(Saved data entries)

------------------------------------------------

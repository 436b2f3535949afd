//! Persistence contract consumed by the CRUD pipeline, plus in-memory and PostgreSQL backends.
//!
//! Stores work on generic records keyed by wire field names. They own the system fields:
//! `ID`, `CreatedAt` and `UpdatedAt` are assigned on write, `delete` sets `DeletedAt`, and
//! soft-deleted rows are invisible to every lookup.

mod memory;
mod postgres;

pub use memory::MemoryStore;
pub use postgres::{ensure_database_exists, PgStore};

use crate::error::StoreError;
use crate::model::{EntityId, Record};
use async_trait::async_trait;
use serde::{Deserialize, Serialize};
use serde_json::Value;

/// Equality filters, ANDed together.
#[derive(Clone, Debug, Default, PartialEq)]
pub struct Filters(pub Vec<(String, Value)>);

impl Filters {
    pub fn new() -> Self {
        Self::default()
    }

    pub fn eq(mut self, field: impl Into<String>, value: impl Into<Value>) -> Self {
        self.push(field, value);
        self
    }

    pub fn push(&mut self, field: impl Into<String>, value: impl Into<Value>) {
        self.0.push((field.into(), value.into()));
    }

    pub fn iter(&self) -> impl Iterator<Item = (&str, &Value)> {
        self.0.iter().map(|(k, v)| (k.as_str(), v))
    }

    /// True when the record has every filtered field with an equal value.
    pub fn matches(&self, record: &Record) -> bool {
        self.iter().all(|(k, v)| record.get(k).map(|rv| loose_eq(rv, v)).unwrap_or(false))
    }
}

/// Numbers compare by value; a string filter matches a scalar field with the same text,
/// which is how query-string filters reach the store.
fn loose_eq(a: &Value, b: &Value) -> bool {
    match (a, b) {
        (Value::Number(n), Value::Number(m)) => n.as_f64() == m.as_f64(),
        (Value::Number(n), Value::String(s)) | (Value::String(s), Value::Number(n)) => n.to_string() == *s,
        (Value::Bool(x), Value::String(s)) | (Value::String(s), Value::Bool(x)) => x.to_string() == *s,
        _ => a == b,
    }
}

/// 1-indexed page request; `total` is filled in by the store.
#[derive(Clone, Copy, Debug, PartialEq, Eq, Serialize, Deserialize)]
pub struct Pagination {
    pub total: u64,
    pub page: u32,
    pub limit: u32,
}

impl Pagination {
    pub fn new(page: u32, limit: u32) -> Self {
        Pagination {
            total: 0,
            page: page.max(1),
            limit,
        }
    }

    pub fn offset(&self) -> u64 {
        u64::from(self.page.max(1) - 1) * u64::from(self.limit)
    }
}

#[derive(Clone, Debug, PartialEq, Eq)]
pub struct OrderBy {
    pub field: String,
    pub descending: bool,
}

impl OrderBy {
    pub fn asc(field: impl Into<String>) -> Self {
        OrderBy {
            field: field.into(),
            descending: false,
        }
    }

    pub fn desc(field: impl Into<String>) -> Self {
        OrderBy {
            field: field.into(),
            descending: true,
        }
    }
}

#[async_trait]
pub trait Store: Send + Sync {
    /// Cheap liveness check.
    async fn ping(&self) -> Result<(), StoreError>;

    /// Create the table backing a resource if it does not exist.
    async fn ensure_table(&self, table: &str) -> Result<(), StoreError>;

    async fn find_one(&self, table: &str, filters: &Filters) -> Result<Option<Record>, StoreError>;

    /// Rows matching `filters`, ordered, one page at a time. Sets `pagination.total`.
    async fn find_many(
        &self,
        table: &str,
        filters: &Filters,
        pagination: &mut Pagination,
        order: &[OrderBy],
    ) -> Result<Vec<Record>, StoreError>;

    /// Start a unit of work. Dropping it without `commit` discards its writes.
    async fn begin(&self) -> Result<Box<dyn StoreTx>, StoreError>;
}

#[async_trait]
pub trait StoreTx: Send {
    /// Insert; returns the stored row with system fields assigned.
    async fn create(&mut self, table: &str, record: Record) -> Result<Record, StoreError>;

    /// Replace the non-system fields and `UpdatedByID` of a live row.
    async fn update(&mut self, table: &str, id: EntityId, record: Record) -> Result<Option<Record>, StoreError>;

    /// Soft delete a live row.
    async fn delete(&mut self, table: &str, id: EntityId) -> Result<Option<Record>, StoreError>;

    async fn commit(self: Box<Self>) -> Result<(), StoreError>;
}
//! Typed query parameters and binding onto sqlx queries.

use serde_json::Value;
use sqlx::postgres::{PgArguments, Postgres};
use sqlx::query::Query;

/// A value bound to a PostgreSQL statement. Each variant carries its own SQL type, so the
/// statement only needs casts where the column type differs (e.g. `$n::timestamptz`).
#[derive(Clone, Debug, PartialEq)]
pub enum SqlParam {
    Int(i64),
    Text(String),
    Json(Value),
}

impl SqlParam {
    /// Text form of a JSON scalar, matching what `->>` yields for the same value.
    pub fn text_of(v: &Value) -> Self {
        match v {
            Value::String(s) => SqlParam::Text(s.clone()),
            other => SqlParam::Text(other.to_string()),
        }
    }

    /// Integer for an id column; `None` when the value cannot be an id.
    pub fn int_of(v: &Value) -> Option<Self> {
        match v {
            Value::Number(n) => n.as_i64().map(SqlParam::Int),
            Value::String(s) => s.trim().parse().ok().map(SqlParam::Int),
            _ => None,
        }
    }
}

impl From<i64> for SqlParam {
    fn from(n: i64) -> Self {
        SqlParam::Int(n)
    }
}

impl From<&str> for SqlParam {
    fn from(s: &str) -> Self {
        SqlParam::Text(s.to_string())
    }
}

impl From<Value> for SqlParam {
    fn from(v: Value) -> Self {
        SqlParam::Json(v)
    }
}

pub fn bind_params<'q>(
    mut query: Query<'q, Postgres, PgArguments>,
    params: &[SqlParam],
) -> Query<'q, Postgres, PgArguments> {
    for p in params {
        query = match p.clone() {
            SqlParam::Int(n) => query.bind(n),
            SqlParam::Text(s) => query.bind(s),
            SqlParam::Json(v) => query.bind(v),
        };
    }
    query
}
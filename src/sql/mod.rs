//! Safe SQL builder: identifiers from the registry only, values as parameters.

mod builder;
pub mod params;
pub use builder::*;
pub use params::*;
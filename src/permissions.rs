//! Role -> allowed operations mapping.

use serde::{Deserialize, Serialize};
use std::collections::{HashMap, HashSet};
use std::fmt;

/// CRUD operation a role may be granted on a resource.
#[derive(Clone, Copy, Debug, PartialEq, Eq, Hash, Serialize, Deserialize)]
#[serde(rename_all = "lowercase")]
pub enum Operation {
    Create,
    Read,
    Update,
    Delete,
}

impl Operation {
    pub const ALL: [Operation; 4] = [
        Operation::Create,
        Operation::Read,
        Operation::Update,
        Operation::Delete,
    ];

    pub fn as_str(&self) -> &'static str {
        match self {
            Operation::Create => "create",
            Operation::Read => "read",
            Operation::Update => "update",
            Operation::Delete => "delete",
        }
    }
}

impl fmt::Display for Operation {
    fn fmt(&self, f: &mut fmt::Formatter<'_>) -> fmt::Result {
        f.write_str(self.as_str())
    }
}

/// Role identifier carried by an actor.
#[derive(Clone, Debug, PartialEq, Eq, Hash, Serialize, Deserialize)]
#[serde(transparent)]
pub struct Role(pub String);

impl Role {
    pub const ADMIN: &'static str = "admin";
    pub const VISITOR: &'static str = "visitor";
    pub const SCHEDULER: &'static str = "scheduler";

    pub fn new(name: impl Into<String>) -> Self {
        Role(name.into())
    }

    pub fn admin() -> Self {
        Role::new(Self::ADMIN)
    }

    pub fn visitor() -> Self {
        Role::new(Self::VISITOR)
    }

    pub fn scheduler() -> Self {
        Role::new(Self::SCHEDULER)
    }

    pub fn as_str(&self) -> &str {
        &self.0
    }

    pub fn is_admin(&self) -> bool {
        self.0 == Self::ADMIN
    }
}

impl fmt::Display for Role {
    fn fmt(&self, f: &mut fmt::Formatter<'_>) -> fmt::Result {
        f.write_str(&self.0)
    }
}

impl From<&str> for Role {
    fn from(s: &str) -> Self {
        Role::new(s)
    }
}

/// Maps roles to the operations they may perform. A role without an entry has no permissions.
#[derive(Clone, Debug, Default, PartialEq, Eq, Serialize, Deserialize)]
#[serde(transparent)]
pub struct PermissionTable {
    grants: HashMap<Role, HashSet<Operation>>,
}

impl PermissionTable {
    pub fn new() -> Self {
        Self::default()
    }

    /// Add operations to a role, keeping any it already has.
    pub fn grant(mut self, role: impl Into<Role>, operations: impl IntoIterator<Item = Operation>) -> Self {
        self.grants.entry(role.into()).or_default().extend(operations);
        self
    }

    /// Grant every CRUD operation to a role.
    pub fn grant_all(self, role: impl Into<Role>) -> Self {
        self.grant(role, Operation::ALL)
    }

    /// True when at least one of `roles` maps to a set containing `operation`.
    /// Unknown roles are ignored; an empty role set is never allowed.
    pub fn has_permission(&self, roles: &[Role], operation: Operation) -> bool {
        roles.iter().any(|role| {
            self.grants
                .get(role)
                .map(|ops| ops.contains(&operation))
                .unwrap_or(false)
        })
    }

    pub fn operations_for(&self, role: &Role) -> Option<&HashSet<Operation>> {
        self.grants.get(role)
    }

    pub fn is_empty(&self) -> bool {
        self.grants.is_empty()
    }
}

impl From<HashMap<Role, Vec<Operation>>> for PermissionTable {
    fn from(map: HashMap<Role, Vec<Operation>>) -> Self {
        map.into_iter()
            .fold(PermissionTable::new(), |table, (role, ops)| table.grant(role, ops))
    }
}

------------------------------------------------

* **TASK ITEM**
If a line holds the string "entry", it counts; please state how many such lines there are in the data, with nothing more.

* **OUTPUT**
2